Induction: Assume that the above is true for even numbers up till $2k$, then we have to prove it is true for $2(k+1) = 2k+2$. Note that 
\begin{split}
s_{2k+2} & =  \frac{s_{2k+1}}2 \\
& = \frac{\frac{1}{2} + s_{2k}}{2}\\
& = \frac{\frac{1}{2} + \frac{1}{2}- \frac{1}{2^k}}{2} \\ & = \frac{1 - \frac{1}{2^k}}{2} \\ & = \frac{1}{2} - \frac{1}{2^{k+1}} 
\end{split}
Which was to be proved.
Now, assume it is true for odd numbers up till $2k-1$, then want to show it is true for $2k+1$.Note that:
\begin{split}
s_{2k+1} & =  \frac{1}{2} + s_{2k} \\
& = \frac{1}{2} + \frac{s_{2k-1}}{2}\\
& = \frac{1 + \left(1 - \frac 1{2^{k-1}}\right)}{2} \\ & = \frac{2 - \frac 1{2^{k-1}}}{2}\\ & = 1 - \frac{1}{2^k} \\ & = 1-\frac{1}{2^\frac{(2k+1)-1}{2}} 
\end{split}
Which was to be proved. Hence the induction is complete, and the result stands.
Now, note that $s_n-s_m$ is of the following forms:
If $n$,  $m$ are both odd, then it is $-\frac 1{2^{\frac{n-1}{2} }} + \frac 1{2^{\frac{m-1}{2} }} $, which converges to zero as $n,m$ increase.
If $n$,  $m$ are both even, then it is $-\frac 1{2^{\frac{n}{2} }} + \frac 1{2^{\frac{m}{2} }} $, which converges to zero as $n,m$ increase.
However, if $n$ is odd, $m$ is even, then it is $\frac 12-\frac 1{2^{\frac{n-1}{2} }} + \frac 1{2^{\frac{m}{2} }} $, which converges to half as $n,m$ increase.
Similarly, if $n$ is even, $m$ is odd, then it is $-\frac 12-\frac 1{2^{\frac{n}{2} }} + \frac 1{2^{\frac{m-1}{2} }} $, which converges to negative half as $n,m$ increase.
Now, any convergent sequence must be Cauchy.

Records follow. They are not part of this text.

use apb_logger::{LevelFilter, Logger, LoggerError};

#[test]
fn init_twice_returns_subscriber_error() {
    let logger = Logger::builder()
        .name("catalog-init-twice")
        .level(LevelFilter::INFO)
        .init()
        .expect("first init should succeed");
    assert!(logger.guard().is_none(), "console-only logger should not create a file guard");

    let err = Logger::builder()
        .name("catalog-init-twice-second")
        .level(LevelFilter::INFO)
        .init()
        .expect_err("second init should fail");

    assert!(
        matches!(err, LoggerError::Subscriber { .. }),
        "expected subscriber error for second init"
    );
    assert_eq!(err.kind(), "Subscriber");
}
use std::borrow::Cow;

/// A specialized [`CatalogError`] enum of this crate.
#[apb_derive::apb_error]
pub enum CatalogError {
    /// A rank field is missing or not an integer, so the record cannot be placed.
    #[error("Malformed {field} {value} on record '{record_id}'{}", format_context(.context))]
    MalformedOrder {
        record_id: String,
        field: &'static str,
        /// Raw upstream value, or `<missing>`.
        value: Cow<'static, str>,
        context: Option<Cow<'static, str>>,
    },

    /// The document tree does not have the expected shape.
    #[error("Unexpected snapshot shape{}: {message}", format_context(.context))]
    Snapshot { message: Cow<'static, str>, context: Option<Cow<'static, str>> },

    #[error("Snapshot JSON error{}: {source}", format_context(.context))]
    Serde { source: serde_json::Error, context: Option<Cow<'static, str>> },

    #[error("Snapshot IO error{}: {source}", format_context(.context))]
    Io { source: std::io::Error, context: Option<Cow<'static, str>> },

    /// Internal fallback for unexpected issues or logic errors.
    #[error("Internal catalog error{}: {message}", format_context(.context))]
    Internal { message: Cow<'static, str>, context: Option<Cow<'static, str>> },
}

Hence, this difference must go to zero as $n,m$ increase. However, in the third and fourth case, we can clearly see that the difference doesn't go to zero. 

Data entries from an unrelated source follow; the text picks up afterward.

use crate::info::InfoReference;
use crate::lenient::{count, float, keyed, or_default, text};
use crate::rank::RawRank;
use serde::{Deserialize, Serialize};
use std::collections::BTreeMap;

/// A bookable experience document.
///
/// Every field except the identity triple (`product_id`, `name`, `slug`) is optional
/// upstream and falls back to its empty value here, including when it holds a value of
/// the wrong type. Numeric fields also accept numeric text (`"12"`, `"4.97"`).
///
/// Keyed children (`plan`, `info`, ...) are `BTreeMap`s, so they enumerate in ascending
/// key order like the document store does. They may arrive as objects or, when every key
/// is a small integer, as arrays with `null` holes.
#[derive(Debug, Clone, Default, PartialEq, Serialize, Deserialize)]
#[serde(default)]
pub struct Experience {
    #[serde(deserialize_with = "text")]
    pub product_id: String,
    #[serde(deserialize_with = "text")]
    pub name: String,
    #[serde(deserialize_with = "text")]
    pub slug: String,
    #[serde(deserialize_with = "text")]
    pub description: String,
    #[serde(deserialize_with = "text")]
    pub image: String,
    #[serde(deserialize_with = "or_default")]
    pub price: Option<Price>,
    #[serde(deserialize_with = "text")]
    pub zone: String,
    #[serde(deserialize_with = "text")]
    pub state: String,
    #[serde(deserialize_with = "text")]
    pub project_name: String,
    #[serde(deserialize_with = "text")]
    pub zone_state: String,
    #[serde(deserialize_with = "text")]
    pub category: String,

    #[serde(deserialize_with = "text")]
    pub meeting_point: String,
    #[serde(deserialize_with = "text")]
    pub meeting_point_details: String,
    #[serde(deserialize_with = "float")]
    pub meeting_point_latitude: f64,
    #[serde(deserialize_with = "float")]
    pub meeting_point_longitude: f64,
    #[serde(deserialize_with = "text")]
    pub meeting_time: String,
    #[serde(deserialize_with = "text")]
    pub address: String,
    #[serde(deserialize_with = "text")]
    pub address_details: String,
    #[serde(deserialize_with = "text")]
    pub address_zone: String,

    #[serde(deserialize_with = "text")]
    pub expectations: String,
    #[serde(deserialize_with = "text")]
    pub includes_food: String,
    #[serde(deserialize_with = "text")]
    pub duration: String,
    #[serde(deserialize_with = "text")]
    pub duration_type: String,
    #[serde(deserialize_with = "count")]
    pub maximum_visitors: u32,

    #[serde(deserialize_with = "keyed")]
    pub attraction_cards: BTreeMap<String, AttractionCard>,
    #[serde(deserialize_with = "keyed")]
    pub expectation_images: BTreeMap<String, ExpectationImage>,
    #[serde(deserialize_with = "keyed")]
    pub plan: BTreeMap<String, PlanEntry>,
    /// References into the info catalog, keyed by an arbitrary document key.
    #[serde(deserialize_with = "keyed")]
    pub info: BTreeMap<String, InfoReference>,
}

impl Experience {
    /// Whether the identity fields needed for listing and routing are present.
    #[must_use]
    pub fn is_listable(&self) -> bool {
        [&self.product_id, &self.name, &self.slug].iter().all(|field| !field.trim().is_empty())
    }

    /// Human-readable location, e.g. `"San Francisco, Cundinamarca"`.
    #[must_use]
    pub fn location(&self) -> String {
        if !self.zone_state.is_empty() {
            return self.zone_state.clone();
        }
        match (self.zone.is_empty(), self.state.is_empty()) {
            (false, false) => format!("{}, {}", self.zone, self.state),
            (false, true) => self.zone.clone(),
            (true, _) => self.state.clone(),
        }
    }
}

/// Price as entered upstream: usually a number, sometimes text.
#[derive(Debug, Clone, PartialEq, Serialize, Deserialize)]
#[serde(untagged)]
pub enum Price {
    Amount(f64),
    Text(String),
}

#[derive(Debug, Clone, Default, PartialEq, Eq, Serialize, Deserialize)]
#[serde(default)]
pub struct AttractionCard {
    #[serde(deserialize_with = "text")]
    pub reason: String,
}

#[derive(Debug, Clone, Default, PartialEq, Eq, Serialize, Deserialize)]
#[serde(default)]
pub struct ExpectationImage {
    #[serde(deserialize_with = "text")]
    pub image: String,
}

/// One itinerary step.
#[derive(Debug, Clone, Default, PartialEq, Serialize, Deserialize)]
#[serde(default)]
pub struct PlanEntry {
    #[serde(deserialize_with = "text")]
    pub title: String,
    #[serde(deserialize_with = "text")]
    pub description: String,
    pub order: Option<RawRank>,
}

Hence, in every convergent subsequence of $s_n$ ,$n$  must eventually have the same sign.
Now, one sign leads to $\frac 12$, the other sign leads to $1$. Hence, these are the only two limits of the sequences $s_n$. Now it is clear that $\liminf s_n =  \frac 12$, $\limsup s_n = 1$.